> **Material for this exercise**
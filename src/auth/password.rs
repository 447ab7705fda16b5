//! Password hashing and strength rules.

use argon2::{
    password_hash::{PasswordHash, PasswordHasher, PasswordVerifier, SaltString},
    Argon2,
};
use rand::rngs::OsRng;

pub const MIN_PASSWORD_LENGTH: usize = 8;

#[derive(Debug, thiserror::Error)]
pub enum PasswordError {
    #[error("failed to hash password: {0}")]
    Hash(String),
    #[error("stored password hash is malformed: {0}")]
    InvalidHash(String),
    #[error("{0}")]
    Weak(&'static str),
    #[error("password worker failed: {0}")]
    Worker(String),
}

/// Run argon2 work on the blocking pool so it does not stall the executor.
async fn run_blocking<F, T>(f: F) -> Result<T, PasswordError>
where
    F: FnOnce() -> Result<T, PasswordError> + Send + 'static,
    T: Send + 'static,
{
    tokio::task::spawn_blocking(f)
        .await
        .map_err(|e| PasswordError::Worker(format!("task join error: {e}")))?
}

/// [`hash_password`] off the async worker threads.
pub async fn hash_password_async(password: String) -> Result<String, PasswordError> {
    run_blocking(move || hash_password(&password)).await
}

/// [`verify_password`] off the async worker threads.
pub async fn verify_password_async(password: String, hash: String) -> Result<bool, PasswordError> {
    run_blocking(move || verify_password(&password, &hash)).await
}

/// Hash `password` with Argon2id and a random salt, in PHC string form.
pub fn hash_password(password: &str) -> Result<String, PasswordError> {
    let salt = SaltString::generate(&mut OsRng);
    Argon2::default()
        .hash_password(password.as_bytes(), &salt)
        .map(|hash| hash.to_string())
        .map_err(|e| PasswordError::Hash(e.to_string()))
}

/// Check `password` against a stored PHC hash.
pub fn verify_password(password: &str, hash: &str) -> Result<bool, PasswordError> {
    let parsed = PasswordHash::new(hash).map_err(|e| PasswordError::InvalidHash(e.to_string()))?;
    Ok(Argon2::default()
        .verify_password(password.as_bytes(), &parsed)
        .is_ok())
}

/// Reject passwords that are too short or entirely numeric.
pub fn check_strength(password: &str) -> Result<(), PasswordError> {
    if password.chars().count() < MIN_PASSWORD_LENGTH {
        return Err(PasswordError::Weak(
            "Password must be at least 8 characters",
        ));
    }
    if password.chars().all(|c| c.is_ascii_digit()) {
        return Err(PasswordError::Weak("Password cannot be entirely numeric"));
    }
    Ok(())
}
//! Task model, lifecycle status and request bodies.

use chrono::{DateTime, Utc};
use serde::{Deserialize, Serialize};

/// Stored lifecycle status of a task.
#[derive(Debug, Clone, Copy, Serialize, Deserialize, PartialEq, Eq)]
#[serde(rename_all = "snake_case")]
pub enum TaskStatus {
    NotStarted,
    InProgress,
    Completed,
}

impl TaskStatus {
    pub fn as_str(&self) -> &'static str {
        match self {
            TaskStatus::NotStarted => "not_started",
            TaskStatus::InProgress => "in_progress",
            TaskStatus::Completed => "completed",
        }
    }

    pub fn parse(s: &str) -> Option<Self> {
        match s {
            "not_started" => Some(TaskStatus::NotStarted),
            "in_progress" => Some(TaskStatus::InProgress),
            "completed" => Some(TaskStatus::Completed),
            _ => None,
        }
    }
}

/// Status as presented to clients, extending the stored status.
#[derive(Debug, Clone, Copy, Serialize, Deserialize, PartialEq, Eq)]
#[serde(rename_all = "snake_case")]
pub enum DisplayStatus {
    /// Not started and nobody is assigned yet
    Pending,
    NotStarted,
    InProgress,
    /// Back in progress after at least one restart
    Reassigned,
    Completed,
}

/// A unit of work inside a project.
#[derive(Debug, Clone, Serialize, Deserialize)]
pub struct Task {
    pub id: String,
    pub project_id: String,
    pub title: String,
    #[serde(skip_serializing_if = "Option::is_none")]
    pub description: Option<String>,
    pub status: TaskStatus,
    pub display_status: DisplayStatus,
    pub developer_ids: Vec<String>,
    pub start_time: Option<DateTime<Utc>>,
    pub end_time: Option<DateTime<Utc>>,
    pub manager_start_time: Option<DateTime<Utc>>,
    pub manager_end_time: Option<DateTime<Utc>>,
    pub actual_time_spent_seconds: Option<i64>,
    pub restart_count: i64,
    pub created_at: DateTime<Utc>,
    pub updated_at: DateTime<Utc>,
}

impl Task {
    pub fn is_assigned_to(&self, user_id: &str) -> bool {
        self.developer_ids.iter().any(|id| id == user_id)
    }

    /// Recompute the derived fields after status, timestamps or assignees change.
    pub fn refresh_derived(&mut self) {
        self.display_status = match self.status {
            TaskStatus::NotStarted if self.developer_ids.is_empty() => DisplayStatus::Pending,
            TaskStatus::NotStarted => DisplayStatus::NotStarted,
            TaskStatus::InProgress if self.restart_count > 0 => DisplayStatus::Reassigned,
            TaskStatus::InProgress => DisplayStatus::InProgress,
            TaskStatus::Completed => DisplayStatus::Completed,
        };
        self.actual_time_spent_seconds = match (self.start_time, self.end_time) {
            (Some(start), Some(end)) => Some((end - start).num_seconds()),
            _ => None,
        };
    }
}

/// Request body for creating a task under a project.
#[derive(Debug, Clone, Deserialize)]
pub struct CreateTaskRequest {
    pub title: String,
    #[serde(default)]
    pub description: Option<String>,
    #[serde(default)]
    pub manager_start_time: Option<DateTime<Utc>>,
    #[serde(default)]
    pub manager_end_time: Option<DateTime<Utc>>,
    #[serde(default)]
    pub developer_ids: Vec<String>,
}

/// Request body for a manager editing a task.
#[derive(Debug, Clone, Deserialize)]
pub struct UpdateTaskRequest {
    #[serde(default)]
    pub title: Option<String>,
    #[serde(default)]
    pub description: Option<String>,
    #[serde(default)]
    pub status: Option<TaskStatus>,
    #[serde(default)]
    pub manager_start_time: Option<DateTime<Utc>>,
    #[serde(default)]
    pub manager_end_time: Option<DateTime<Utc>>,
}

/// Response body of a lifecycle command.
#[derive(Debug, Clone, Serialize, Deserialize)]
pub struct TransitionResponse {
    pub message: String,
    pub task: Task,
}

> **Task requirements**
Would you please filter the lines above and copy every one that includes "DisplayStatus"?

> **Task solution**
pub enum DisplayStatus {
    pub display_status: DisplayStatus,
            TaskStatus::NotStarted if self.developer_ids.is_empty() => DisplayStatus::Pending,
            TaskStatus::NotStarted => DisplayStatus::NotStarted,
            TaskStatus::InProgress if self.restart_count > 0 => DisplayStatus::Reassigned,
            TaskStatus::InProgress => DisplayStatus::InProgress,
            TaskStatus::Completed => DisplayStatus::Completed,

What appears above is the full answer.